Так как я делаю вид, что не слышу, он злится. Он злится в какой-то мере потому, что не злюсь я.
— В конечном счете я вас всех немножко подвел, это верно; я, не посчитавшись с вами, воспользовался случаем, который мне поднесли на блюдечке с золотой каемочкой. И я предпочитаю, чтобы ты меня как следует пропесочила, а не разыгрывала забвение и всепрощение. Я хорош!
Я могла бы ответить: «Ну, а мы? Мы тоже были хороши!» Но зачем? К тому же Нуйи уже тормозит перед входом в больницу, очень осторожно, оберегая меня от толчков.

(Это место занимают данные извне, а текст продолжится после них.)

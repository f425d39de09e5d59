use crate::calendar::Calendar;
use crate::error::ScheduleError;
use crate::queue::PriorityQueue;
use crate::task::Task;
use chrono::NaiveDateTime;
use serde::{Deserialize, Serialize};
use tracing::{info, warn};

/// Drains a priority queue into a calendar, highest priority first.
#[derive(Debug, Default)]
pub struct Scheduler {
    queue: PriorityQueue,
}

#[derive(Debug, Clone, PartialEq, Eq, Serialize, Deserialize)]
pub struct Placement {
    pub task_name: String,
    pub priority: i32,
    pub start: NaiveDateTime,
    pub end: NaiveDateTime,
}

#[derive(Debug, Clone, PartialEq, Serialize, Deserialize)]
pub struct RejectedTask {
    pub task: Task,
    pub reason: String,
}

/// Outcome of one `schedule_all` run, in the order tasks were attempted.
#[derive(Debug, Clone, Default, PartialEq, Serialize, Deserialize)]
pub struct ScheduleReport {
    pub placed: Vec<Placement>,
    pub unscheduled: Vec<RejectedTask>,
}

impl ScheduleReport {
    pub fn attempted(&self) -> usize {
        self.placed.len() + self.unscheduled.len()
    }

    pub fn to_cli_summary(&self) -> String {
        let mut parts = vec![
            format!("attempted={}", self.attempted()),
            format!("placed={}", self.placed.len()),
        ];
        if !self.unscheduled.is_empty() {
            let names = self
                .unscheduled
                .iter()
                .map(|r| r.task.name.as_str())
                .collect::<Vec<_>>()
                .join(",");
            parts.push(format!("unscheduled={}", names));
        }
        parts.join(", ")
    }
}

impl Scheduler {
    pub fn new() -> Self {
        Self::default()
    }

    pub fn with_queue(queue: PriorityQueue) -> Self {
        Self { queue }
    }

    pub fn add_task(&mut self, task: Task) {
        self.queue.push(task);
    }

    pub fn queue(&self) -> &PriorityQueue {
        &self.queue
    }

    pub fn pending(&self) -> usize {
        self.queue.len()
    }

    /// Place every queued task. A task that cannot be placed is reported and
    /// the remaining tasks are still attempted.
    pub fn schedule_all(&mut self, calendar: &mut Calendar) -> ScheduleReport {
        let mut report = ScheduleReport::default();
        while let Ok(task) = self.queue.pop_min() {
            match calendar.place(task.clone()) {
                Ok(slot) => report.placed.push(Placement {
                    start: slot.start(),
                    end: slot.end(),
                    task_name: task.name,
                    priority: task.priority,
                }),
                Err(ScheduleError::Unschedulable { .. }) => {
                    report.unscheduled.push(RejectedTask {
                        reason: "not enough time".to_string(),
                        task,
                    });
                }
                Err(err) => {
                    warn!(task = %task.name, error = %err, "task rejected");
                    report.unscheduled.push(RejectedTask {
                        reason: err.to_string(),
                        task,
                    });
                }
            }
        }
        info!(summary = %report.to_cli_summary(), "scheduling run finished");
        report
    }
}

Он бросается к дверце, завладевает мной, а я молчу, не трепыхаюсь, играю на жалости. Меньше чем десять месяцев назад я еще хорохорилась, и мои выходки вырывали у этого парня лаконичную похвалу: «Сними шляпу!» Те времена прошли. На сегодня моя слабость — моя единственная сила. Ее следует скорее преувеличивать: жалость проникает глубже восхищения, особенно когда сменяет его и занимает его место в сердце. Моя гордыня приспосабливается к этому. Разумеется, с большим трудом! Но если у человека нет иного выбора, его гордость соглашается на любую уступку, даже самую унизительную.